:: Extracted material ::
impl JobInstance {
    pub fn bind(
        def: &JobDefinition,
        node: &Node,
        node_mgr: &NodeManager,
        res_mgr: &ResourceManager,
    ) -> EngineResult<Self> {
        let mut literals = Vec::new();
        let mut bound = Vec::new();
        for (idx, spec) in def.args.iter().enumerate() {
            match spec {
                ArgSpec::Literal(v) => literals.push((idx, v.clone())),
                ArgSpec::Managed(p) => {
                    let arg = p.bind(&def.name, &def.axes, node, node_mgr, res_mgr)?;
                    bound.push((idx, arg));
                }
            }
        }
        let ret = match &def.ret {
            Some(p) => Some(p.bind(&def.name, &def.axes, node, node_mgr, res_mgr)?),
            None => None,
        };
        Ok(Self {
            job_name: def.name.clone(),
            node: node.clone(),
            retry_idx: 0,
            kind: def.kind.clone(),
            func: def.func.clone(),
            subworkflow: def.subworkflow.clone(),
            arity: def.args.len(),
            literals,
            bound,
            ret,
        })
    }

    /// True for job kinds the scheduler must run synchronously in the main
    /// loop rather than submitting to the execution queue (§4.5: change-axis
    /// completes immediately; sub-workflows recurse into a nested instance).
    pub fn runs_inline(&self) -> bool {
        matches!(self.kind, JobKind::ChangeAxis { .. } | JobKind::SubWorkflow)
    }

    /// Materialises the nested workflow this instance's function returns, for
    /// `JobKind::SubWorkflow` instances.
    pub fn build_subworkflow(&self) -> EngineResult<Option<crate::workflow::WorkflowDefinition>> {
        match &self.subworkflow {
            Some(f) => Ok(Some(f(&self.node)?)),
            None => Ok(None),
        }
    }

    /// Executes a `JobKind::ChangeAxis` instance: stores `to_axis`'s chunk set
    /// as an alias of `from_axis`'s (rooted at this node's parent) and aliases
    /// the named resource from this node's key to the new node's key, via an
    /// object-shelf copy or a filesystem symlink (§4.2, §4.5).
    pub fn run_change_axis(&self, node_mgr: &NodeManager, res_mgr: &ResourceManager) -> EngineResult<()> {
        let JobKind::ChangeAxis {
            from_axis,
            to_axis,
            resource_name,
        } = &self.kind
        else {
            return Ok(());
        };
        let parent = self.node.prefix(self.node.len().saturating_sub(1));
        let chunk = self
            .node
            .chunk_for(from_axis)
            .cloned()
            .expect("change-axis instance bound to from_axis");
        let chunks = node_mgr.retrieve_chunks(from_axis, &parent)?;
        node_mgr.store_chunks(
            to_axis,
            &parent,
            chunks,
            ResourceKey::object(format!("__changeaxis__:{}", to_axis.as_str()), parent.clone()),
            false,
        )?;
        let to_node = parent.extended(to_axis.clone(), chunk);
        let src_key = ResourceKey::object(resource_name.clone(), self.node.clone());
        let dst_key = ResourceKey::object(resource_name.clone(), to_node);
        if let Some(bytes) = res_mgr.read_object(&Resource::object(src_key.clone()))? {
            res_mgr.write_object(&Resource::object(dst_key), &bytes)?;
        } else {
            let src_path = res_mgr.temp_path(&src_key);
            if src_path.exists() {
                let dst_path = res_mgr.temp_path(&dst_key);
                if let Some(p) = dst_path.parent() {
                    std::fs::create_dir_all(p)?;
                }
                if dst_path.exists() || dst_path.symlink_metadata().is_ok() {
                    std::fs::remove_file(&dst_path)?;
                }
                #[cfg(unix)]
                std::os::unix::fs::symlink(&src_path, &dst_path)?;
                #[cfg(not(unix))]
                std::fs::copy(&src_path, &dst_path).map(|_| ())?;
            }
        }
        Ok(())
    }

    pub fn inputs(&self) -> Vec<Resource> {
        let mut ins: Vec<Resource> = self.bound.iter().flat_map(|(_, a)| a.get_inputs()).collect();
        if let JobKind::ChangeAxis { resource_name, .. } = &self.kind {
            ins.push(Resource::object(ResourceKey::object(resource_name.clone(), self.node.clone())));
        }
        ins
    }

    pub fn outputs(&self) -> Vec<Resource> {
        let mut out: Vec<Resource> = self.bound.iter().flat_map(|(_, a)| a.get_outputs()).collect();
        if let Some(ret) = &self.ret {
            out.extend(ret.get_outputs());
        }
        if let JobKind::ChangeAxis {
            from_axis,
            to_axis,
            resource_name,
        } = &self.kind
        {
            // The resource this instance aliases onto `to_axis` isn't bound
            // through a `ManagedArg`, since run_change_axis writes it
            // directly; declare it as a tracked output so jobs keyed on the
            // new axis correctly depend on this instance having run (§4.5).
            let parent = self.node.prefix(self.node.len().saturating_sub(1));
            if let Some(chunk) = self.node.chunk_for(from_axis).cloned() {
                let to_node = parent.extended(to_axis.clone(), chunk);
                out.push(Resource::object(ResourceKey::object(resource_name.clone(), to_node)));
            }
        }
        out
    }

    /// True if this instance's outputs include a chunk-list write, meaning a
    /// successful run should trigger graph regeneration.
    pub fn triggers_regenerate(&self) -> bool {
        self.bound.iter().any(|(_, a)| a.triggers_regenerate())
            || self.ret.as_ref().is_some_and(|a| a.triggers_regenerate())
    }

    /// Runs the bound function (if any) and stages its managed outputs. Does
    /// not call `updatedb`; the caller does that once the caller knows
    /// whether downstream work has already committed against prior chunks.
    pub fn run(&self, env: &JobEnv) -> EngineResult<()> {
        for (_, arg) in &self.bound {
            arg.prepare(env)?;
        }
        if let Some(ret) = &self.ret {
            ret.prepare(env)?;
        }

        let Some(func) = &self.func else {
            return Ok(());
        };

        let mut values: Vec<Option<ArgValue>> = vec![None; self.arity];
        for (idx, v) in &self.literals {
            values[*idx] = Some(ArgValue::Object(v.clone()));
        }
        for (idx, arg) in &self.bound {
            values[*idx] = Some(arg.resolve(env)?);
        }
        let values: Vec<ArgValue> = values.into_iter().map(|v| v.expect("argument not bound")).collect();

        let result = func(env, &values)?;

        for (_, arg) in &self.bound {
            arg.push(env)?;
        }
        if let Some(ret) = &self.ret {
            if let Some(value) = result {
                ret.accept_return(env, value);
            }
            ret.push(env)?;
        }
        Ok(())
    }

    pub fn finish(&self, env: &JobEnv, downstream_committed: bool) -> EngineResult<()> {
        for (_, arg) in &self.bound {
            arg.updatedb(env, downstream_committed)?;
        }
        if let Some(ret) = &self.ret {
            ret.updatedb(env, downstream_committed)?;
        }
        Ok(())
    }
}
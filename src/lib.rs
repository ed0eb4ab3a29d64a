//! latticeflow: a dependency-driven execution engine for multi-axis workflow
//! graphs. A workflow is a set of job definitions, each fanned out over zero
//! or more axes into per-node instances; the engine tracks which instances
//! are out of date against their recorded inputs/outputs and drives them to
//! completion over a pluggable execution queue.
//!
//! The top-level entry point for most callers is [`workflow::WorkflowInstance`]
//! paired with [`scheduler::Scheduler`].

pub mod arg;
pub mod axis;
pub mod config;
pub mod error;
pub mod graph;
pub mod job;
pub mod lock;
pub mod node;
pub mod queue;
pub mod resource;
pub mod scheduler;
pub mod shelf;
pub mod workflow;

pub use axis::{Axis, Chunk, ChunkSet};
pub use config::AppConfig;
pub use error::{EngineError, EngineResult};
pub use graph::{JobHandle, JobOutcome, WorkflowGraph};
pub use job::{JobContext, JobDefinition, JobEnv, JobInstance, JobKind};
pub use lock::PipelineLock;
pub use node::{Node, NodeManager};
pub use queue::{ExecutionQueue, LocalThreadQueue, Ticket};
pub use resource::{Resource, ResourceKey, ResourceManager};
pub use scheduler::{Scheduler, SchedulerOptions};
pub use workflow::{PipelineLayout, WorkflowDefinition, WorkflowInstance};
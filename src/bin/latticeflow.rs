//! `latticeflow` CLI: the ambient interface to run, inspect and unlock
//! pipelines built directly against the library. The CLI is not a workflow
//! DSL — a real pipeline is assembled in Rust against `latticeflow::*` and
//! driven the same way `run` drives the small demo workflow built in here.

use anyhow::{Context, Result};
use clap::{Parser, Subcommand};
use latticeflow::arg::{ArgValue, Direction, ManagedPlaceholder};
use latticeflow::job::{ArgSpec, JobDefinition, JobKind};
use latticeflow::node::Node;
use latticeflow::{AppConfig, PipelineLock, Scheduler, WorkflowDefinition, WorkflowInstance};
use std::path::PathBuf;
use std::sync::Arc;
use tracing::info;
use tracing_subscriber::EnvFilter;

#[derive(Parser)]
#[command(name = "latticeflow")]
#[command(about = "Dependency-driven execution engine for multi-axis workflow graphs")]
#[command(version)]
struct Cli {
    #[command(subcommand)]
    command: Commands,

    /// Path to a TOML config file; falls back to defaults plus env overrides.
    #[arg(long, global = true)]
    config: Option<PathBuf>,

    /// Overrides `RUST_LOG` / the config's `log_level` when set.
    #[arg(long, global = true)]
    log_level: Option<String>,
}

#[derive(Subcommand)]
enum Commands {
    /// Run the embedded demo workflow to completion against a pipeline directory.
    Run {
        /// Pipeline directory; overrides the config's `pipeline_dir` when given.
        pipeline_dir: Option<PathBuf>,
        /// Force every job to be treated as out of date.
        #[arg(long)]
        rerun: bool,
        /// Force jobs whose declared outputs are missing on disk to rerun.
        #[arg(long)]
        repopulate: bool,
    },
    /// Print why a job at the workflow root is (or isn't) out of date.
    Explain {
        pipeline_dir: PathBuf,
        job_name: String,
    },
    /// Remove a stale lock directory left behind by a crashed run.
    Unlock { pipeline_dir: PathBuf },
}

fn demo_workflow() -> WorkflowDefinition {
    let mut def = WorkflowDefinition::new("demo");
    def.add(JobDefinition {
        name: "write_greeting".to_string(),
        axes: vec![],
        context: Default::default(),
        args: vec![ArgSpec::Managed(ManagedPlaceholder::TempFile {
            name: "greeting".to_string(),
            axes: vec![],
            direction: Direction::Out,
        })],
        ret: None,
        kind: JobKind::Transform,
        func: Some(Arc::new(|_env, args| {
            if let ArgValue::Path(p) = &args[0] {
                std::fs::write(p, b"hello from latticeflow\n")?;
            }
            Ok(None)
        })),
        subworkflow: None,
    });
    def.add(JobDefinition {
        name: "shout".to_string(),
        axes: vec![],
        context: Default::default(),
        args: vec![
            ArgSpec::Managed(ManagedPlaceholder::TempFile {
                name: "greeting".to_string(),
                axes: vec![],
                direction: Direction::In,
            }),
            ArgSpec::Managed(ManagedPlaceholder::TempFile {
                name: "greeting.shout".to_string(),
                axes: vec![],
                direction: Direction::Out,
            }),
        ],
        ret: None,
        kind: JobKind::Transform,
        func: Some(Arc::new(|_env, args| {
            let (ArgValue::Path(src), ArgValue::Path(dst)) = (&args[0], &args[1]) else {
                return Ok(None);
            };
            let text = std::fs::read_to_string(src)?;
            std::fs::write(dst, text.to_uppercase())?;
            Ok(None)
        })),
        subworkflow: None,
    });
    def
}

#[tokio::main]
async fn main() -> Result<()> {
    let cli = Cli::parse();
    let config = AppConfig::load(cli.config.as_deref()).context("loading configuration")?;
    let log_level = cli.log_level.as_deref().unwrap_or(&config.log_level);
    tracing_subscriber::fmt()
        .with_env_filter(EnvFilter::try_new(log_level).unwrap_or_else(|_| EnvFilter::new("info")))
        .init();

    match cli.command {
        Commands::Run {
            pipeline_dir,
            rerun,
            repopulate,
        } => {
            let pipeline_dir = pipeline_dir.unwrap_or(config.pipeline_dir.clone());
            let lock_path = pipeline_dir.join("db").join("lock");
            std::fs::create_dir_all(pipeline_dir.join("db"))?;
            let lock = PipelineLock::acquire(&lock_path).context("acquiring pipeline lock")?;

            let mut options = latticeflow::SchedulerOptions::from(&config.scheduler);
            options.rerun = options.rerun || rerun;
            options.repopulate = options.repopulate || repopulate;

            let def = demo_workflow();
            let job_defs = def.jobs.clone();
            let mut instance =
                WorkflowInstance::open(def, &pipeline_dir).context("opening workflow instance")?;
            let mut scheduler =
                Scheduler::new(&job_defs, latticeflow::LocalThreadQueue::new(), options);
            let result = scheduler.run(&mut instance).await;
            instance.close().context("closing workflow instance")?;
            lock.release().context("releasing pipeline lock")?;
            result.context("running workflow")?;
            info!("pipeline complete");
            Ok(())
        }
        Commands::Explain {
            pipeline_dir,
            job_name,
        } => {
            let mut instance = WorkflowInstance::open(demo_workflow(), &pipeline_dir)
                .context("opening workflow instance")?;
            instance.graph.regenerate().context("regenerating workflow graph")?;
            let explanation = instance
                .graph
                .explain(&job_name, &Node::root())
                .context("explaining job state")?;
            println!("{explanation}");
            instance.close()?;
            Ok(())
        }
        Commands::Unlock { pipeline_dir } => {
            let lock_path = pipeline_dir.join("db").join("lock");
            PipelineLock::force_unlock(&lock_path).context("removing lock directory")?;
            println!("removed lock at {}", lock_path.display());
            Ok(())
        }
    }
}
:::
# [Required action]
Every line of the records containing the word "Parser" must appear in the answer.

# [Your solution]
use clap::{Parser, Subcommand};
#[derive(Parser)]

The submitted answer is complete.